Task to complete - Within the entries below, the lines from the one with "#[derive(Debug, Clone, Copy, PartialEq, Serialize, Deserialize)]" through the one with "Cost of the" are to be set down exactly, both ends kept.

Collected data
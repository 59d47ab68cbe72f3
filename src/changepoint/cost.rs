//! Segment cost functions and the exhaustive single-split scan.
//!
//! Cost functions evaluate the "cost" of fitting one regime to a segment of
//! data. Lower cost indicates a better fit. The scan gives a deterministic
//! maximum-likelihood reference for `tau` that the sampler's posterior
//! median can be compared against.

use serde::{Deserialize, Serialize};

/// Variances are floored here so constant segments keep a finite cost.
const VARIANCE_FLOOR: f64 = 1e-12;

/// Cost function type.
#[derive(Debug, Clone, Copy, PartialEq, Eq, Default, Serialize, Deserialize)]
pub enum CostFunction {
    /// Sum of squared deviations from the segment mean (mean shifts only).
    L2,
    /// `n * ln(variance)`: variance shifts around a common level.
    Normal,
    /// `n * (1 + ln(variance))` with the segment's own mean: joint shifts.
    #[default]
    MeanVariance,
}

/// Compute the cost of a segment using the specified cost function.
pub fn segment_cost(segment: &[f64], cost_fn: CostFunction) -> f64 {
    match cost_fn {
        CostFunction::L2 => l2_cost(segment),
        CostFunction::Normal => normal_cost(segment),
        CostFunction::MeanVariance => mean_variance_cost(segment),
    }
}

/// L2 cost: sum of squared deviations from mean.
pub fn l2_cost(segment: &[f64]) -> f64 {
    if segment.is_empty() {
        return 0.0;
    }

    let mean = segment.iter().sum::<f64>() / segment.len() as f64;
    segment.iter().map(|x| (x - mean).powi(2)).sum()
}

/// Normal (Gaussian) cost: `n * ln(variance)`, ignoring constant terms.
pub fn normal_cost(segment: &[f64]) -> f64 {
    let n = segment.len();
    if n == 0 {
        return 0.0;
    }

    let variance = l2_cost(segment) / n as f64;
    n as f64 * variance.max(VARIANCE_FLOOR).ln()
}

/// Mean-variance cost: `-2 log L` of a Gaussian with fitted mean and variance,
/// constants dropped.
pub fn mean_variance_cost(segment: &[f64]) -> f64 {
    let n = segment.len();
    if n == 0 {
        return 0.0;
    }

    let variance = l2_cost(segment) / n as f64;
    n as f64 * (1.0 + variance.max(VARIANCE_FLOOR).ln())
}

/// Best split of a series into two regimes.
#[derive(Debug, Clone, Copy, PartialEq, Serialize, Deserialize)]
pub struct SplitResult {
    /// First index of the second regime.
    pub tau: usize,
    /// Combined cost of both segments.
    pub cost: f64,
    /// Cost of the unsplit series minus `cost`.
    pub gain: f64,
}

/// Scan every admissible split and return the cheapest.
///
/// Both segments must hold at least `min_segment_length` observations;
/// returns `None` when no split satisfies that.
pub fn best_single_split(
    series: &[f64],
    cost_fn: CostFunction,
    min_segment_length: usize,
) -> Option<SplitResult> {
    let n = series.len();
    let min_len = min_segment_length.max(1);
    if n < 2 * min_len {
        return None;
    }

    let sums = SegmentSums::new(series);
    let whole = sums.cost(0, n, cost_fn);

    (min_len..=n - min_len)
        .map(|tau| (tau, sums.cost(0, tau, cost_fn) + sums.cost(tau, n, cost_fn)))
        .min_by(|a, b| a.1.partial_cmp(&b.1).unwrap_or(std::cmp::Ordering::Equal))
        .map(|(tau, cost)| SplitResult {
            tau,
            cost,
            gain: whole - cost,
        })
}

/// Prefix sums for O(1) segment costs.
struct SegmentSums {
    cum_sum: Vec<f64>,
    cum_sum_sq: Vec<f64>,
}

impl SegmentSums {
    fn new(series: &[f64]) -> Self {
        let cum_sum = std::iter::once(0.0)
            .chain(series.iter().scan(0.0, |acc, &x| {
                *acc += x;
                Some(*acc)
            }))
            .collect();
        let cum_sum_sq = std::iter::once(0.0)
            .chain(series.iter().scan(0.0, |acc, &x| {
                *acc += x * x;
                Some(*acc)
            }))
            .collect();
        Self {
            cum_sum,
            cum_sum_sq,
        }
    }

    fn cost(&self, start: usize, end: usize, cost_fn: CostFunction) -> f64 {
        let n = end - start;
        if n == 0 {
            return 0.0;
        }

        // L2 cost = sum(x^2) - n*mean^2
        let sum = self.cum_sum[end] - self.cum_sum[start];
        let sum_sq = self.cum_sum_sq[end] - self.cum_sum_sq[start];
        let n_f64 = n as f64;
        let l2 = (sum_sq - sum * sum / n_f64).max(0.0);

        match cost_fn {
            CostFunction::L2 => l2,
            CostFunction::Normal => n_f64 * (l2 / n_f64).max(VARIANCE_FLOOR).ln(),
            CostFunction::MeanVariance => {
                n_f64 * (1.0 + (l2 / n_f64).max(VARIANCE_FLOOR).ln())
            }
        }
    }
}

Response to this exercise -
#[derive(Debug, Clone, Copy, PartialEq, Serialize, Deserialize)]
pub struct SplitResult {
    /// First index of the second regime.
    pub tau: usize,
    /// Combined cost of both segments.
    pub cost: f64,
    /// Cost of the unsplit series minus `cost`.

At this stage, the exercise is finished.